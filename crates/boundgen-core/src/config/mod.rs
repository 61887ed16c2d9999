//! Configuration management for boundgen

#[allow(clippy::module_inception)]
mod config;
mod env_loader;
mod file_loader;
mod logging_config;

pub use config::{Config, EmitConfig, GeneratorConfig};
pub use env_loader::apply_env_overrides;
pub use file_loader::{load_config, load_config_from_file, save_config_to_file};
pub use logging_config::LoggingConfig;
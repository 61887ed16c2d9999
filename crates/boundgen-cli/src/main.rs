//! boundgen command-line interface
//!
//! Derives validators from constraint annotations in a schema document.
//!
//! # Commands
//!
//! - `boundgen generate <schema>`: emit Rust validator units
//! - `boundgen check <schema> --record <name> --instance <file>`: validate a
//!   JSON record instance, exit code 0 when valid
//! - `boundgen inspect <schema>`: show classification and predicate trees
//! - `boundgen config show|validate|init`: configuration management
//!
//! Set `RUST_LOG=debug` for verbose logging; without it the configured
//! `logging.level` applies.

mod args;
mod commands;
mod console;
mod logging;
mod router;

use boundgen_core::Config;
use clap::Parser;
use std::process::ExitCode;

use args::{Cli, Commands};

fn main() -> anyhow::Result<ExitCode> {
    let cli = Cli::parse();
    // Config commands load the file themselves so a broken file can be replaced
    let config = if matches!(cli.command, Commands::Config { .. }) {
        Config::default()
    } else {
        commands::config::load(&cli.config_file)?
    };
    logging::init(&config.logging, cli.verbose);

    router::route(cli, config)
}
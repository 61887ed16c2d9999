//! Validator generation command

use crate::console::CLIConsole;
use boundgen_core::{
    BoundgenError, BoundgenResult, Config, Generator, RustEmitter, Severity, load_schema,
    write_units,
};
use std::path::Path;

/// Generate and (unless `dry_run`) write validator units for a schema.
pub fn run(schema: &Path, config: &Config, dry_run: bool, verbose: bool) -> BoundgenResult<()> {
    let console = CLIConsole::new(verbose);
    console.print_header("Validator Generation");

    let document = load_schema(schema)?;
    console.info(&format!(
        "Loaded {} record(s) from {}",
        document.records.len(),
        schema.display()
    ));

    let generator = Generator::new(config.generator.clone());
    let report = match generator.generate(&document.records) {
        Ok(report) => report,
        Err(e) => {
            console.error(&format!("Generation failed: {e}"));
            if let BoundgenError::Diagnostics { notices, .. } = &e {
                for notice in notices {
                    console.warn(notice);
                }
            }
            return Err(e);
        }
    };

    for notice in report.notices() {
        match notice.severity() {
            Severity::Warning => console.warn(&notice.to_string()),
            Severity::Info => console.info(&notice.to_string()),
        }
    }

    let emitter = RustEmitter::new(config.emit.clone());
    let units = emitter.render_all(report.validators())?;

    if dry_run {
        for unit in &units {
            console.print_separator();
            println!("// {}", unit.file_name);
            println!("{}", unit.source);
        }
        console.success(&format!(
            "Rendered {} validator unit(s) (dry run, nothing written)",
            units.len()
        ));
        return Ok(());
    }

    let written = write_units(&config.emit.output_dir, &units)?;
    for path in &written {
        console.info(&format!("Wrote {}", path.display()));
    }
    console.success(&format!(
        "Generated {} validator unit(s) in {}",
        units.len(),
        config.emit.output_dir.display()
    ));
    Ok(())
}
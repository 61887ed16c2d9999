//! Tracing subscriber setup

use boundgen_core::LoggingConfig;
use tracing_subscriber::EnvFilter;

/// Install the global subscriber. `RUST_LOG` wins over the configured level.
pub fn init(config: &LoggingConfig, verbose: bool) {
    let fallback = if verbose { "debug" } else { config.level.as_str() };
    let filter = EnvFilter::try_from_default_env().unwrap_or_else(|_| EnvFilter::new(fallback));

    let builder = tracing_subscriber::fmt()
        .with_env_filter(filter)
        .with_writer(std::io::stderr);

    match config.format.as_str() {
        "json" => builder.json().init(),
        "compact" => builder.compact().init(),
        _ => builder.pretty().init(),
    }
}
//! Field validators: the AND of a field's leaf predicates

use super::leaf::LeafPredicate;
use crate::classify::ValueKind;
use crate::runtime::{ValidationFault, ValueRef};

/// Conjunction of one field's leaf predicates, in extraction order.
#[derive(Debug, Clone)]
pub struct FieldValidator {
    identity: String,
    field: String,
    kind: ValueKind,
    wrapped: bool,
    leaves: Vec<LeafPredicate>,
}

impl FieldValidator {
    pub fn new(
        identity: String,
        field: String,
        kind: ValueKind,
        wrapped: bool,
        leaves: Vec<LeafPredicate>,
    ) -> Self {
        Self {
            identity,
            field,
            kind,
            wrapped,
            leaves,
        }
    }

    /// `validate<CapitalizedField>`, possibly suffixed after a collision
    pub fn identity(&self) -> &str {
        &self.identity
    }

    pub fn field(&self) -> &str {
        &self.field
    }

    pub fn kind(&self) -> ValueKind {
        self.kind
    }

    pub fn is_wrapped(&self) -> bool {
        self.wrapped
    }

    pub fn leaves(&self) -> &[LeafPredicate] {
        &self.leaves
    }

    /// Evaluate against one value, stopping at the first failing leaf.
    pub fn check(&self, value: ValueRef<'_>) -> Result<bool, ValidationFault> {
        if value.kind() != self.kind {
            return Err(ValidationFault::KindMismatch {
                field: self.field.clone(),
                expected: self.kind,
                found: value.kind().to_string(),
            });
        }

        for leaf in &self.leaves {
            if !leaf.test(value)? {
                tracing::trace!("{} rejected by {}", self.field, leaf.identity());
                return Ok(false);
            }
        }
        Ok(true)
    }
}

#[cfg(test)]
mod tests {
    use super::*;
    use crate::constraint::ConstraintSpec;

    fn name_validator(pattern: &str) -> FieldValidator {
        FieldValidator::new(
            "validateName".into(),
            "name".into(),
            ValueKind::Text,
            false,
            vec![
                LeafPredicate::new("validateNameMinLength", ConstraintSpec::MinLength(10)),
                LeafPredicate::new("validateNameMaxLength", ConstraintSpec::MaxLength(40)),
                LeafPredicate::new("validateNamePattern", ConstraintSpec::Pattern(pattern.into())),
            ],
        )
    }

    #[test]
    fn test_text_field_conjunction() {
        let validator = name_validator("[A-Za-z0-9]+");
        assert!(validator.check(ValueRef::Text("ValidName12")).unwrap());
        assert!(!validator.check(ValueRef::Text("short")).unwrap());
        assert!(!validator.check(ValueRef::Text("Valid Name 12")).unwrap());
        assert!(!validator.check(ValueRef::Text(&"x".repeat(41))).unwrap());
    }

    #[test]
    fn test_short_circuit_skips_later_leaves() {
        // The broken pattern is never reached when the length check fails first.
        let validator = name_validator("([");
        assert!(!validator.check(ValueRef::Text("short")).unwrap());
        assert!(validator.check(ValueRef::Text("long enough value")).is_err());
    }

    #[test]
    fn test_kind_checked_before_leaves() {
        let validator = name_validator(".*");
        let fault = validator.check(ValueRef::Int32(3)).unwrap_err();
        assert_eq!(
            fault,
            ValidationFault::KindMismatch {
                field: "name".into(),
                expected: ValueKind::Text,
                found: "int32".into()
            }
        );
    }
}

■ ■ ■

§ **THE PROBLEM**
From the material above, copy each line that includes the word "BoundgenError".

§ **RESPONSE AREA**
    BoundgenError, BoundgenResult, Config, Generator, RustEmitter, Severity, load_schema,
            if let BoundgenError::Diagnostics { notices, .. } = &e {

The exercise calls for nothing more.